La main droite d'Eve glissa du torse jusqu'à l'entrejambe du policier.
– Ne t'inquiète pas, il n'y aura pas de spectateurs aujourd'hui, ajouta-t-elle avec un regard coquin.
Wuenheim explosa fougueusement. Embrassant à nouveau Eve, il écarta sa blouse blanche, dégageant son sein gauche. Surpris, il l'interrogea du regard.
– Je crois que j'ai oublié mes sous-vêtements ! minauda-t-elle.
– Il y a donc préméditation !
La porte en bas des escaliers claqua. Ils se repoussèrent mutuellement. Eve Saint Hilaire tenta de réajuster sa blouse avant l'arrivée du perturbateur. Un gardien de la paix, tout au plus âgé d'une vingtaine d'années, accéda à l'amphithéâtre après avoir monté bruyamment les marches du corridor. Il fit trois pas avant de se mettre en position de garde-à-vous.
– Mes respects, monsieur le commissaire ! Bonsoir, madame ! dit-il en s'inclinant. Je viens de la part du capitaine Poncey. Il n'arrivait pas à vous joindre sur votre téléphone portable.
L'écran de son appareil indiquait en effet une perte de réseau, ce qui somme toute était normal au deuxième sous-sol de ce bâtiment.
– Il voulait vous indiquer que l'exploitation des appels depuis la cabine téléphonique a été positive. Le suspect a contacté l'un de vos collègues.

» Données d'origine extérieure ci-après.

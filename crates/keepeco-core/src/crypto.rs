use aes_gcm::aead::{Aead, KeyInit, OsRng};
use aes_gcm::Aes256Gcm;
use chacha20poly1305::ChaCha20Poly1305;
use rand::RngCore;
use sha2::{Digest, Sha256};
use std::time::{SystemTime, UNIX_EPOCH};
use zeroize::Zeroizing;

pub const KEY_LEN: usize = 32;
pub const NONCE_LEN: usize = 12;
const KEY_SEPARATOR: &[u8] = b"!";

#[derive(Debug, thiserror::Error)]
pub enum CryptoError {
    #[error("ciphertext shorter than nonce")]
    Truncated,
    #[error("encrypt failed")]
    Encrypt,
    #[error("authentication failed")]
    Authentication,
}

pub type CacheKey = Zeroizing<[u8; KEY_LEN]>;

/// Derive the cache key for one database file.
///
/// The digest input is `path!secret!modified_nanos`, so changing the file
/// (and therefore its mtime) yields an unrelated key and every record sealed
/// under the old one stops authenticating.
pub fn derive_cache_key(db_path: &str, secret: &str, modified_nanos: i128) -> CacheKey {
    let mut hasher = Sha256::new();
    hasher.update(db_path.as_bytes());
    hasher.update(KEY_SEPARATOR);
    hasher.update(secret.as_bytes());
    hasher.update(KEY_SEPARATOR);
    hasher.update(modified_nanos.to_string().as_bytes());
    let mut key = Zeroizing::new([0u8; KEY_LEN]);
    key.copy_from_slice(&hasher.finalize());
    key
}

/// Nanoseconds since the unix epoch, negative for earlier timestamps.
pub fn unix_nanos(time: SystemTime) -> i128 {
    match time.duration_since(UNIX_EPOCH) {
        Ok(after) => after.as_nanos() as i128,
        Err(before) => -(before.duration().as_nanos() as i128),
    }
}

pub fn generate_nonce() -> [u8; NONCE_LEN] {
    let mut nonce = [0u8; NONCE_LEN];
    OsRng.fill_bytes(&mut nonce);
    nonce
}

/// AES-256-GCM seal; the output is `nonce || ciphertext`.
pub fn seal(key: &[u8; KEY_LEN], plaintext: &[u8]) -> Result<Vec<u8>, CryptoError> {
    let cipher = Aes256Gcm::new(aes_gcm::Key::<Aes256Gcm>::from_slice(key));
    let nonce = generate_nonce();
    let ciphertext = cipher
        .encrypt(aes_gcm::Nonce::from_slice(&nonce), plaintext)
        .map_err(|_| CryptoError::Encrypt)?;
    let mut out = Vec::with_capacity(NONCE_LEN + ciphertext.len());
    out.extend_from_slice(&nonce);
    out.extend_from_slice(&ciphertext);
    Ok(out)
}

/// Inverse of [`seal`].
pub fn open(key: &[u8; KEY_LEN], sealed: &[u8]) -> Result<Vec<u8>, CryptoError> {
    if sealed.len() < NONCE_LEN {
        return Err(CryptoError::Truncated);
    }
    let (nonce, ciphertext) = sealed.split_at(NONCE_LEN);
    let cipher = Aes256Gcm::new(aes_gcm::Key::<Aes256Gcm>::from_slice(key));
    cipher
        .decrypt(aes_gcm::Nonce::from_slice(nonce), ciphertext)
        .map_err(|_| CryptoError::Authentication)
}

/// A protected field value at rest in memory.
#[derive(Clone)]
pub struct SealedValue {
    nonce: [u8; NONCE_LEN],
    ciphertext: Vec<u8>,
}

impl std::fmt::Debug for SealedValue {
    fn fmt(&self, f: &mut std::fmt::Formatter<'_>) -> std::fmt::Result {
        f.debug_struct("SealedValue")
            .field("len", &self.ciphertext.len())
            .finish()
    }
}

/// Per-handle ChaCha20-Poly1305 key used to keep protected fields sealed
/// while a database is open.
pub struct FieldCipher {
    key: Zeroizing<[u8; KEY_LEN]>,
}

impl FieldCipher {
    pub fn generate() -> Self {
        let mut key = Zeroizing::new([0u8; KEY_LEN]);
        OsRng.fill_bytes(&mut key[..]);
        Self { key }
    }

    pub fn seal(&self, plaintext: &str) -> Result<SealedValue, CryptoError> {
        let cipher = ChaCha20Poly1305::new(chacha20poly1305::Key::from_slice(&self.key[..]));
        let nonce = generate_nonce();
        let ciphertext = cipher
            .encrypt(chacha20poly1305::Nonce::from_slice(&nonce), plaintext.as_bytes())
            .map_err(|_| CryptoError::Encrypt)?;
        Ok(SealedValue { nonce, ciphertext })
    }

    pub fn open(&self, value: &SealedValue) -> Result<Zeroizing<String>, CryptoError> {
        let cipher = ChaCha20Poly1305::new(chacha20poly1305::Key::from_slice(&self.key[..]));
        let plaintext = Zeroizing::new(
            cipher
                .decrypt(
                    chacha20poly1305::Nonce::from_slice(&value.nonce),
                    value.ciphertext.as_slice(),
                )
                .map_err(|_| CryptoError::Authentication)?,
        );
        let text = std::str::from_utf8(&plaintext).map_err(|_| CryptoError::Authentication)?;
        Ok(Zeroizing::new(text.to_owned()))
    }
}
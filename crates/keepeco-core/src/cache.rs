//! Encrypted on-disk cache of candidate lists.
//!
//! One record per database path, sealed under a key derived from the path,
//! the secret and the file's modification time. A record that does not
//! authenticate is indistinguishable from a missing one: both mean the
//! candidates have to be recomputed from a full decode.

use crate::crypto::{self, derive_cache_key, unix_nanos};
use crate::paths::{cache_file_name, user_cache_dir};
use crate::secret::Secret;
use std::fs;
use std::io::{self, Write};
use std::path::{Path, PathBuf};
use std::time::SystemTime;
use tracing::debug;

#[derive(Debug, thiserror::Error)]
pub enum CacheError {
    #[error("cache is not available")]
    Unavailable,
    #[error("prepare cache directory {path}: {source}")]
    Setup {
        path: PathBuf,
        #[source]
        source: io::Error,
    },
    #[error("read cache record {path}: {source}")]
    Read {
        path: PathBuf,
        #[source]
        source: io::Error,
    },
    #[error("write cache record {path}: {source}")]
    Write {
        path: PathBuf,
        #[source]
        source: io::Error,
    },
    #[error("seal cache record: {0}")]
    Crypto(#[from] crypto::CryptoError),
}

impl CacheError {
    /// Failures that only cost the next run its fast path.
    pub fn is_recoverable(&self) -> bool {
        matches!(
            self,
            CacheError::Unavailable | CacheError::Write { .. } | CacheError::Crypto(_)
        )
    }
}

#[derive(Debug, Clone)]
pub struct CacheStore {
    dir: PathBuf,
}

impl CacheStore {
    pub fn new(dir: impl Into<PathBuf>) -> Self {
        Self { dir: dir.into() }
    }

    pub fn for_current_user() -> Self {
        Self::new(user_cache_dir())
    }

    pub fn dir(&self) -> &Path {
        &self.dir
    }

    pub fn record_path(&self, db_path: &str) -> PathBuf {
        self.dir.join(cache_file_name(db_path))
    }

    pub fn load(
        &self,
        db_path: &str,
        secret: &Secret,
        modified: SystemTime,
    ) -> Result<Vec<String>, CacheError> {
        if !self.private_dir_exists()? {
            return Err(CacheError::Unavailable);
        }

        let path = self.record_path(db_path);
        let sealed = match fs::read(&path) {
            Ok(bytes) => bytes,
            Err(e) if e.kind() == io::ErrorKind::NotFound => return Err(CacheError::Unavailable),
            Err(source) => return Err(CacheError::Read { path, source }),
        };

        let key = derive_cache_key(db_path, secret.expose(), unix_nanos(modified));
        let plaintext = match crypto::open(&key, &sealed) {
            Ok(plaintext) => plaintext,
            Err(e) => {
                debug!(record = %path.display(), error = %e, "cache record rejected");
                return Err(CacheError::Unavailable);
            }
        };
        let text = String::from_utf8(plaintext).map_err(|_| CacheError::Unavailable)?;
        Ok(split_candidates(&text))
    }

    /// Replace the record for `db_path`.
    ///
    /// The sealed bytes go to a temporary file beside the record and are
    /// renamed over it, so a previous record is either intact or replaced.
    pub fn save(
        &self,
        db_path: &str,
        secret: &Secret,
        modified: SystemTime,
        candidates: &[String],
    ) -> Result<(), CacheError> {
        self.ensure_dir()?;

        let key = derive_cache_key(db_path, secret.expose(), unix_nanos(modified));
        let sealed = crypto::seal(&key, candidates.join("\n").as_bytes())?;

        let path = self.record_path(db_path);
        let write_err = |source: io::Error| CacheError::Write {
            path: path.clone(),
            source,
        };
        let mut staged = tempfile::NamedTempFile::new_in(&self.dir).map_err(write_err)?;
        restrict_file(staged.path()).map_err(write_err)?;
        staged.write_all(&sealed).map_err(write_err)?;
        staged.as_file().sync_all().map_err(write_err)?;
        staged.persist(&path).map_err(|e| write_err(e.error))?;
        debug!(record = %path.display(), count = candidates.len(), "cache record written");
        Ok(())
    }

    fn ensure_dir(&self) -> Result<(), CacheError> {
        if self.private_dir_exists()? {
            return Ok(());
        }
        create_private_dir(&self.dir).map_err(|source| CacheError::Setup {
            path: self.dir.clone(),
            source,
        })
    }

    /// `Ok(false)` when the directory is missing. An existing one must be a
    /// real directory owned by the current user; group or world access is
    /// stripped.
    fn private_dir_exists(&self) -> Result<bool, CacheError> {
        let setup = |source: io::Error| CacheError::Setup {
            path: self.dir.clone(),
            source,
        };
        match fs::symlink_metadata(&self.dir) {
            Ok(meta) => {
                secure_existing_dir(&self.dir, &meta).map_err(setup)?;
                Ok(true)
            }
            Err(e) if e.kind() == io::ErrorKind::NotFound => Ok(false),
            Err(source) => Err(setup(source)),
        }
    }
}

fn split_candidates(text: &str) -> Vec<String> {
    if text.is_empty() {
        return Vec::new();
    }
    text.split('\n').map(str::to_string).collect()
}

#[cfg(unix)]
fn create_private_dir(dir: &Path) -> io::Result<()> {
    use std::os::unix::fs::DirBuilderExt;
    fs::DirBuilder::new().mode(0o700).create(dir)
}

#[cfg(not(unix))]
fn create_private_dir(dir: &Path) -> io::Result<()> {
    fs::create_dir(dir)
}

#[cfg(unix)]
fn secure_existing_dir(dir: &Path, meta: &fs::Metadata) -> io::Result<()> {
    use std::os::unix::fs::{MetadataExt, PermissionsExt};
    if !meta.is_dir() {
        return Err(io::Error::new(io::ErrorKind::Other, "not a directory"));
    }
    // SAFETY: getuid has no preconditions and cannot fail.
    let uid = unsafe { libc::getuid() };
    if meta.uid() != uid {
        return Err(io::Error::new(
            io::ErrorKind::PermissionDenied,
            "owned by another user",
        ));
    }
    if meta.mode() & 0o077 != 0 {
        fs::set_permissions(dir, fs::Permissions::from_mode(0o700))?;
    }
    Ok(())
}

#[cfg(not(unix))]
fn secure_existing_dir(_dir: &Path, meta: &fs::Metadata) -> io::Result<()> {
    if meta.is_dir() {
        Ok(())
    } else {
        Err(io::Error::new(io::ErrorKind::Other, "not a directory"))
    }
}

#[cfg(unix)]
fn restrict_file(path: &Path) -> io::Result<()> {
    use std::os::unix::fs::PermissionsExt;
    fs::set_permissions(path, fs::Permissions::from_mode(0o600))
}

#[cfg(not(unix))]
fn restrict_file(_path: &Path) -> io::Result<()> {
    Ok(())
}

#[cfg(test)]
mod tests {
    use super::*;
    use std::time::{Duration, UNIX_EPOCH};
    use tempfile::tempdir;

    const DB: &str = "/home/u/db.kdbx";

    fn t(secs: u64) -> SystemTime {
        UNIX_EPOCH + Duration::from_secs(secs)
    }

    fn list(items: &[&str]) -> Vec<String> {
        items.iter().map(|s| s.to_string()).collect()
    }

    #[test]
    fn save_then_load_returns_candidates() {
        let dir = tempdir().unwrap();
        let store = CacheStore::new(dir.path().join("keepeco.test"));
        let secret = Secret::new("secret123");
        let candidates = list(&["/A/Login", "/B/Site"]);

        store.save(DB, &secret, t(1), &candidates).unwrap();
        assert_eq!(store.load(DB, &secret, t(1)).unwrap(), candidates);
    }

    #[test]
    fn touched_file_invalidates_record() {
        let dir = tempdir().unwrap();
        let store = CacheStore::new(dir.path().join("keepeco.test"));
        let secret = Secret::new("secret123");
        store
            .save(DB, &secret, t(1), &list(&["/A/Login", "/B/Site"]))
            .unwrap();

        assert!(matches!(
            store.load(DB, &secret, t(2)),
            Err(CacheError::Unavailable)
        ));
    }

    #[test]
    fn wrong_secret_is_unavailable() {
        let dir = tempdir().unwrap();
        let store = CacheStore::new(dir.path().join("keepeco.test"));
        store
            .save(DB, &Secret::new("right"), t(1), &list(&["/A/Login"]))
            .unwrap();
        assert!(matches!(
            store.load(DB, &Secret::new("wrong"), t(1)),
            Err(CacheError::Unavailable)
        ));
    }

    #[test]
    fn missing_directory_and_record_are_unavailable() {
        let dir = tempdir().unwrap();
        let store = CacheStore::new(dir.path().join("absent"));
        let secret = Secret::new("pw");
        assert!(matches!(store.load(DB, &secret, t(1)), Err(CacheError::Unavailable)));

        fs::create_dir(store.dir()).unwrap();
        assert!(matches!(store.load(DB, &secret, t(1)), Err(CacheError::Unavailable)));
    }

    #[test]
    fn corrupted_record_is_unavailable() {
        let dir = tempdir().unwrap();
        let store = CacheStore::new(dir.path().join("keepeco.test"));
        let secret = Secret::new("pw");
        store.save(DB, &secret, t(1), &list(&["/A/Login"])).unwrap();

        let path = store.record_path(DB);
        let mut bytes = fs::read(&path).unwrap();
        let last = bytes.len() - 1;
        bytes[last] ^= 0x01;
        fs::write(&path, &bytes).unwrap();
        assert!(matches!(store.load(DB, &secret, t(1)), Err(CacheError::Unavailable)));

        fs::write(&path, b"short").unwrap();
        assert!(matches!(store.load(DB, &secret, t(1)), Err(CacheError::Unavailable)));
    }

    #[test]
    fn empty_list_round_trips_as_empty() {
        let dir = tempdir().unwrap();
        let store = CacheStore::new(dir.path().join("keepeco.test"));
        let secret = Secret::new("pw");
        store.save(DB, &secret, t(1), &[]).unwrap();
        assert!(store.load(DB, &secret, t(1)).unwrap().is_empty());
    }

    #[test]
    fn save_overwrites_previous_record() {
        let dir = tempdir().unwrap();
        let store = CacheStore::new(dir.path().join("keepeco.test"));
        let secret = Secret::new("pw");
        store.save(DB, &secret, t(1), &list(&["/old"])).unwrap();
        store.save(DB, &secret, t(2), &list(&["/new", "/newer"])).unwrap();

        assert!(matches!(store.load(DB, &secret, t(1)), Err(CacheError::Unavailable)));
        assert_eq!(store.load(DB, &secret, t(2)).unwrap(), list(&["/new", "/newer"]));
        let leftovers = fs::read_dir(store.dir()).unwrap().count();
        assert_eq!(leftovers, 1);
    }

    #[cfg(unix)]
    #[test]
    fn directory_and_record_are_owner_only() {
        use std::os::unix::fs::PermissionsExt;
        let dir = tempdir().unwrap();
        let store = CacheStore::new(dir.path().join("keepeco.test"));
        store
            .save(DB, &Secret::new("pw"), t(1), &list(&["/A/Login"]))
            .unwrap();

        let dir_mode = fs::metadata(store.dir()).unwrap().permissions().mode() & 0o777;
        let file_mode = fs::metadata(store.record_path(DB))
            .unwrap()
            .permissions()
            .mode()
            & 0o777;
        assert_eq!(dir_mode, 0o700);
        assert_eq!(file_mode, 0o600);
    }

    #[test]
    fn setup_failure_is_not_recoverable() {
        let dir = tempdir().unwrap();
        let blocker = dir.path().join("file");
        fs::write(&blocker, b"x").unwrap();
        let store = CacheStore::new(blocker.join("nested"));
        let err = store
            .save(DB, &Secret::new("pw"), t(1), &list(&["/A"]))
            .unwrap_err();
        assert!(matches!(err, CacheError::Setup { .. }));
        assert!(!err.is_recoverable());
    }

    #[cfg(unix)]
    #[test]
    fn loose_existing_directory_is_tightened() {
        use std::os::unix::fs::PermissionsExt;
        let dir = tempdir().unwrap();
        let cache_dir = dir.path().join("keepeco.test");
        fs::create_dir(&cache_dir).unwrap();
        fs::set_permissions(&cache_dir, fs::Permissions::from_mode(0o777)).unwrap();

        let store = CacheStore::new(&cache_dir);
        store
            .save(DB, &Secret::new("pw"), t(1), &list(&["/A/Login"]))
            .unwrap();

        let mode = fs::metadata(&cache_dir).unwrap().permissions().mode() & 0o777;
        assert_eq!(mode, 0o700);
        assert_eq!(
            store.load(DB, &Secret::new("pw"), t(1)).unwrap(),
            list(&["/A/Login"])
        );
    }

    #[cfg(unix)]
    #[test]
    fn symlinked_directory_is_refused() {
        let dir = tempdir().unwrap();
        let target = dir.path().join("elsewhere");
        fs::create_dir(&target).unwrap();
        let link = dir.path().join("keepeco.test");
        std::os::unix::fs::symlink(&target, &link).unwrap();

        let store = CacheStore::new(&link);
        let err = store
            .save(DB, &Secret::new("pw"), t(1), &list(&["/A"]))
            .unwrap_err();
        assert!(matches!(err, CacheError::Setup { .. }));
        assert!(matches!(
            store.load(DB, &Secret::new("pw"), t(1)),
            Err(CacheError::Setup { .. })
        ));
        assert_eq!(fs::read_dir(&target).unwrap().count(), 0);
    }
}
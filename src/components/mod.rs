pub mod layers;
pub mod tools;
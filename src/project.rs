use std::path::PathBuf;

use uuid::Uuid;

use crate::canvas::CanvasState;
use crate::components::layers::LayerStack;
use crate::engine::{ExportFormat, ImageHandle, RasterEngine, RenderEngine};
use crate::ops::transform::TransformState;
use crate::pipeline::PipelineManager;

/// The immutable original the pipeline re-renders from. Replaced wholesale
/// on every file load; never edited in place.
pub struct SourceImage {
    pub handle: ImageHandle,
    pub width: u32,
    pub height: u32,
    pub path: Option<PathBuf>,
}

/// Single open document: the loaded source, the pipeline state around it,
/// the object-level transform and whatever the drawing tools put on the
/// canvas.
pub struct Project {
    pub id: Uuid,
    pub name: String,
    pub source: Option<SourceImage>,
    pub pipeline: PipelineManager,
    pub transform: TransformState,
    pub canvas: CanvasState,
    pub layers: LayerStack,
    pub is_dirty: bool,
}

impl Project {
    pub fn new_untitled(untitled_counter: usize, width: u32, height: u32) -> Self {
        Self {
            id: Uuid::new_v4(),
            name: format!("Untitled-{}", untitled_counter),
            source: None,
            pipeline: PipelineManager::new(),
            transform: TransformState::default(),
            canvas: CanvasState::new(width, height),
            layers: LayerStack::default(),
            is_dirty: false,
        }
    }

    pub fn has_source(&self) -> bool {
        self.source.is_some()
    }

    /// Decode `bytes` into a fresh source image, replacing any previous one
    /// and resetting every control, exactly as if the document were opened
    /// anew. The canvas resizes to the image.
    pub fn load_source(
        &mut self,
        engine: &mut RasterEngine,
        bytes: &[u8],
        path: Option<PathBuf>,
    ) -> Result<(), String> {
        let handle = engine.load_image(bytes).map_err(|e| e.to_string())?;
        let (width, height) = engine
            .source_dimensions(handle)
            .ok_or_else(|| "engine lost the image it just loaded".to_string())?;

        // The old source is gone for good; free it in the engine too.
        if let Some(old) = self.source.take() {
            engine.unload(old.handle);
        }

        if let Some(ref p) = path {
            self.name = p
                .file_name()
                .map(|s| s.to_string_lossy().to_string())
                .unwrap_or_else(|| "Unknown".to_string());
        }
        self.source = Some(SourceImage {
            handle,
            width,
            height,
            path,
        });
        self.canvas.clear();
        self.canvas.resize(width, height);
        self.layers.reset();

        self.pipeline.set_source(handle);
        self.transform.reset();
        engine.set_transform(handle, &self.transform);
        self.pipeline.reset(engine);
        self.is_dirty = false;

        crate::log_info!("loaded source image {}x{} into '{}'", width, height, self.name);
        Ok(())
    }

    /// Push the current transform and re-run the pipeline. Call after any
    /// transform change; pipeline mutators re-apply on their own.
    pub fn reapply(&mut self, engine: &mut RasterEngine) {
        let Some(src) = &self.source else { return };
        engine.set_transform(src.handle, &self.transform);
        self.pipeline.apply(engine);
        self.is_dirty = true;
    }

    /// Reset image controls (pipeline + transform) without touching drawn
    /// objects, restoring the rendered output to the untouched source.
    pub fn reset_image(&mut self, engine: &mut RasterEngine) {
        if !self.has_source() {
            return;
        }
        self.transform.reset();
        if let Some(src) = &self.source {
            engine.set_transform(src.handle, &self.transform);
        }
        self.pipeline.reset(engine);
        self.is_dirty = true;
    }

    /// Encode the current render. `None` (logged) when no source is loaded
    /// or the engine fails — export is best-effort, never fatal.
    pub fn export(&self, engine: &RasterEngine, format: ExportFormat) -> Option<Vec<u8>> {
        let Some(src) = &self.source else {
            crate::log_warn!("export requested with no source image loaded");
            return None;
        };
        match engine.export_image(src.handle, format) {
            Ok(bytes) => Some(bytes),
            Err(e) => {
                crate::log_err!("export failed: {}", e);
                None
            }
        }
    }

    pub fn mark_dirty(&mut self) {
        self.is_dirty = true;
    }

    /// Window/tab title: name with a dirty marker.
    pub fn display_title(&self) -> String {
        if self.is_dirty {
            format!("{}*", self.name)
        } else {
            self.name.clone()
        }
    }
}

// ============================================================================
// Tests
// ============================================================================

#[cfg(test)]
mod tests {
    use super::*;
    use image::codecs::png::PngEncoder;
    use image::{ImageEncoder, Rgba, RgbaImage};

    fn png_bytes(w: u32, h: u32) -> Vec<u8> {
        let img = RgbaImage::from_pixel(w, h, Rgba([120, 90, 30, 255]));
        let mut bytes = Vec::new();
        PngEncoder::new(&mut bytes)
            .write_image(img.as_raw(), w, h, image::ColorType::Rgba8)
            .unwrap();
        bytes
    }

    #[test]
    fn load_source_resizes_canvas_and_resets_controls() {
        let mut engine = RasterEngine::new();
        let mut project = Project::new_untitled(1, 800, 600);

        project
            .load_source(&mut engine, &png_bytes(32, 16), Some(PathBuf::from("photo.png")))
            .unwrap();

        assert_eq!(project.name, "photo.png");
        assert_eq!((project.canvas.width, project.canvas.height), (32, 16));
        assert!(project.pipeline.has_source());
        assert!(project.transform.is_identity());
        assert!(!project.is_dirty);
    }

    #[test]
    fn loading_again_replaces_the_source_wholesale() {
        let mut engine = RasterEngine::new();
        let mut project = Project::new_untitled(1, 800, 600);

        project.load_source(&mut engine, &png_bytes(8, 8), None).unwrap();
        let first = project.source.as_ref().unwrap().handle;
        project.load_source(&mut engine, &png_bytes(4, 4), None).unwrap();
        let second = project.source.as_ref().unwrap().handle;

        assert_ne!(first, second);
        // The first handle was unloaded from the engine.
        assert!(engine.rendered(first).is_none());
        assert!(engine.rendered(second).is_some());
    }

    #[test]
    fn reset_after_edits_restores_the_source_bits() {
        use crate::pipeline::{Adjustment, Filter};

        let mut engine = RasterEngine::new();
        let mut project = Project::new_untitled(1, 800, 600);
        project.load_source(&mut engine, &png_bytes(8, 8), None).unwrap();
        let handle = project.source.as_ref().unwrap().handle;
        let original = engine.rendered(handle).unwrap().clone();

        project
            .pipeline
            .set_adjustment(&mut engine, Adjustment::Brightness, 40.0);
        project.pipeline.toggle_filter(&mut engine, Filter::Sepia);
        project.transform.toggle_flip_horizontal();
        project.reapply(&mut engine);
        assert_ne!(engine.rendered(handle).unwrap(), &original);

        project.reset_image(&mut engine);
        assert_eq!(engine.rendered(handle).unwrap(), &original);
        assert!(project.pipeline.resolve().is_empty());
    }

    #[test]
    fn export_without_source_is_none() {
        let engine = RasterEngine::new();
        let project = Project::new_untitled(1, 800, 600);
        assert!(project.export(&engine, ExportFormat::Png).is_none());
    }

    #[test]
    fn export_produces_decodable_png() {
        let mut engine = RasterEngine::new();
        let mut project = Project::new_untitled(1, 800, 600);
        project.load_source(&mut engine, &png_bytes(6, 6), None).unwrap();

        let bytes = project.export(&engine, ExportFormat::Png).unwrap();
        let back = image::load_from_memory(&bytes).unwrap();
        assert_eq!((back.width(), back.height()), (6, 6));
    }
}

Le jeune homme, à l'accent du sud-ouest, continua de réciter sa leçon.
Le capitaine a dit que vous sauriez de qui on parle !
Eve Saint Hilaire lança un regard interrogateur pour obtenir une confirmation.
– Je vous remercie ! répondit Wuenheim au fonctionnaire de police. Vous pouvez retourner à vos missions.
Le jeune policier ne se fit pas prier. Ses yeux avaient du mal à quitter le corps mutilé de la femme sur la table d'opération. Il devait sans doute être effrayé à l'idée de devoir assister à l'autopsie. Rassuré, il quitta rapidement l'amphithéâtre.
– Il a téléphoné à mon père, n'est-ce pas ? demanda Eve.
Il fit un signe de la tête.
– Cela paraît évident !
– Tu vas devoir l'interroger ?
– Bien sûr ! Et cela ne me réjouit pas du tout !


L'excitation qui avait saisi les deux tourtereaux était bien retombée. La suite de cette mise en scène érotique serait reportée à une date ultérieure. Le commissaire essuya les verres de ses lunettes. Eve poussa une table roulante supportant divers instruments chirurgicaux. Elle lui tendit un masque et une blouse. Revêtu de ce costume, il alla se positionner devant les pieds de la prostituée.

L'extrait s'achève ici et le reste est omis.